═════ DATA LISTING
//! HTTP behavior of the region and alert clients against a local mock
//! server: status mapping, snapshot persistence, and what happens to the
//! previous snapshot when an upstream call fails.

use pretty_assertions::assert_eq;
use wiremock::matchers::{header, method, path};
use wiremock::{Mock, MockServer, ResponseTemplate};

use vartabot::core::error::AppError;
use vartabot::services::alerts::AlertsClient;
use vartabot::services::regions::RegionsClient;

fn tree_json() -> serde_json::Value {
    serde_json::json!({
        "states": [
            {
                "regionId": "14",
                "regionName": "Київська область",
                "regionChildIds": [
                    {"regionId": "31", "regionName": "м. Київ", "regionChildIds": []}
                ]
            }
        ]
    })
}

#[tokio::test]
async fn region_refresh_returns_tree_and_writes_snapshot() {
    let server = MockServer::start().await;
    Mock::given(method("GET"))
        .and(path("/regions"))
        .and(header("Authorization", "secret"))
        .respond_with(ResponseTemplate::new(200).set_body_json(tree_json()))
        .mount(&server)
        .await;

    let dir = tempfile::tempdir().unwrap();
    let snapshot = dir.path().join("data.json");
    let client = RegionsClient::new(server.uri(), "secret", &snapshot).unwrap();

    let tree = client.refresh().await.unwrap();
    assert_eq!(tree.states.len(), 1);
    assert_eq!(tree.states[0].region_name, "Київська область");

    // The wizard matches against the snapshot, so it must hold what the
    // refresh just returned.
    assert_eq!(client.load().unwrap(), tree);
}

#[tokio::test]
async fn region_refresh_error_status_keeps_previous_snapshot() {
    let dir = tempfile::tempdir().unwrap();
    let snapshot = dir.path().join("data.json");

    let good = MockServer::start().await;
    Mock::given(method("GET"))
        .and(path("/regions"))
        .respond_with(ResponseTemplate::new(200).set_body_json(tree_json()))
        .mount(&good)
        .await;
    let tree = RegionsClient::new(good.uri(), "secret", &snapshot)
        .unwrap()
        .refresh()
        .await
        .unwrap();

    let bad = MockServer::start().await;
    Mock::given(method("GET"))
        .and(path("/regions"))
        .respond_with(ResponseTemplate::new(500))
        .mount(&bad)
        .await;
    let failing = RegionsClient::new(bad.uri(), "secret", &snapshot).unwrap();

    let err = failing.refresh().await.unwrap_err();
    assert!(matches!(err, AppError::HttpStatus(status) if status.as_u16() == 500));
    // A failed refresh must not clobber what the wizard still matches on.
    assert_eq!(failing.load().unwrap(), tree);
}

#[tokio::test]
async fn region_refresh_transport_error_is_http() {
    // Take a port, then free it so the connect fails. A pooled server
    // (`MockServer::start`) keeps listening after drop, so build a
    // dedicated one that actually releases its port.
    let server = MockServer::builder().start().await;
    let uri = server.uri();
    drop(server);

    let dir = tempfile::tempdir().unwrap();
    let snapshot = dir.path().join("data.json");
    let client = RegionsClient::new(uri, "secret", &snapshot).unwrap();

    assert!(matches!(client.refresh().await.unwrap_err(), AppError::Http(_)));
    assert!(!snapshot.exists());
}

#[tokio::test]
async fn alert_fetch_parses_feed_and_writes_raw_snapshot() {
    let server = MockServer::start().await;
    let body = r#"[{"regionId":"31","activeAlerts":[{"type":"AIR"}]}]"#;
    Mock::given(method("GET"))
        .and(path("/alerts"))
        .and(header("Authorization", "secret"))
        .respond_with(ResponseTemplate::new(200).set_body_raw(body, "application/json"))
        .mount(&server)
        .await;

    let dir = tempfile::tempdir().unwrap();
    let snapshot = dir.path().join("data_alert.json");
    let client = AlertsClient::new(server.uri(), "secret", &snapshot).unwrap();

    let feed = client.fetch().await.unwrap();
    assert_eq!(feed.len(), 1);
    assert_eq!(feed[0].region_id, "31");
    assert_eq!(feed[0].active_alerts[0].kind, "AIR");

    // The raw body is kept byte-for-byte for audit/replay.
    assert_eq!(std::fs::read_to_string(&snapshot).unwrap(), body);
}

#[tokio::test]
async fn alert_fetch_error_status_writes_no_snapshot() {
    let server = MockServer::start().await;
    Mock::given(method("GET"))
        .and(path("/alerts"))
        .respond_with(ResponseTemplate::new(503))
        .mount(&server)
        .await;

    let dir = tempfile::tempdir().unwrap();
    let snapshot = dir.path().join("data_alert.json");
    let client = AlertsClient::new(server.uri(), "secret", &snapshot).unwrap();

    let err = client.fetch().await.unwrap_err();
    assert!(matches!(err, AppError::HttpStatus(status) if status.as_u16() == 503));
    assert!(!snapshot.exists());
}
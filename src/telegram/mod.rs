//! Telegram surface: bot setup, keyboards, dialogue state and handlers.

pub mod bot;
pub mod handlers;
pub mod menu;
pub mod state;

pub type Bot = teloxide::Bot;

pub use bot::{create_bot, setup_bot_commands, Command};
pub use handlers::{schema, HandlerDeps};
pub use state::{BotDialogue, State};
══════════
▶ PROBLEM REQUIREMENTS:
Using the word "drop" as the filter, copy each matching line from the material.

▶ RESULT:
    // (`MockServer::start`) keeps listening after drop, so build a
    drop(server);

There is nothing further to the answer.